_ENTRIES SUPPLIED_
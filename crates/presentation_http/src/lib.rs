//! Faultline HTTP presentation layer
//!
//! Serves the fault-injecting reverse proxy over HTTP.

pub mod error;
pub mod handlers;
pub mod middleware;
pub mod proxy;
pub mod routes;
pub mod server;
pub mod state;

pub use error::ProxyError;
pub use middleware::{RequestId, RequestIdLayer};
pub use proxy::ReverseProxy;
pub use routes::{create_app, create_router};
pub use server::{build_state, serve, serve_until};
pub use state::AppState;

_TASK ITEM_
Please report all lines in the entries where "server" appears.

_RESULT FOR THIS EXERCISE_
pub mod server;
pub use server::{build_state, serve, serve_until};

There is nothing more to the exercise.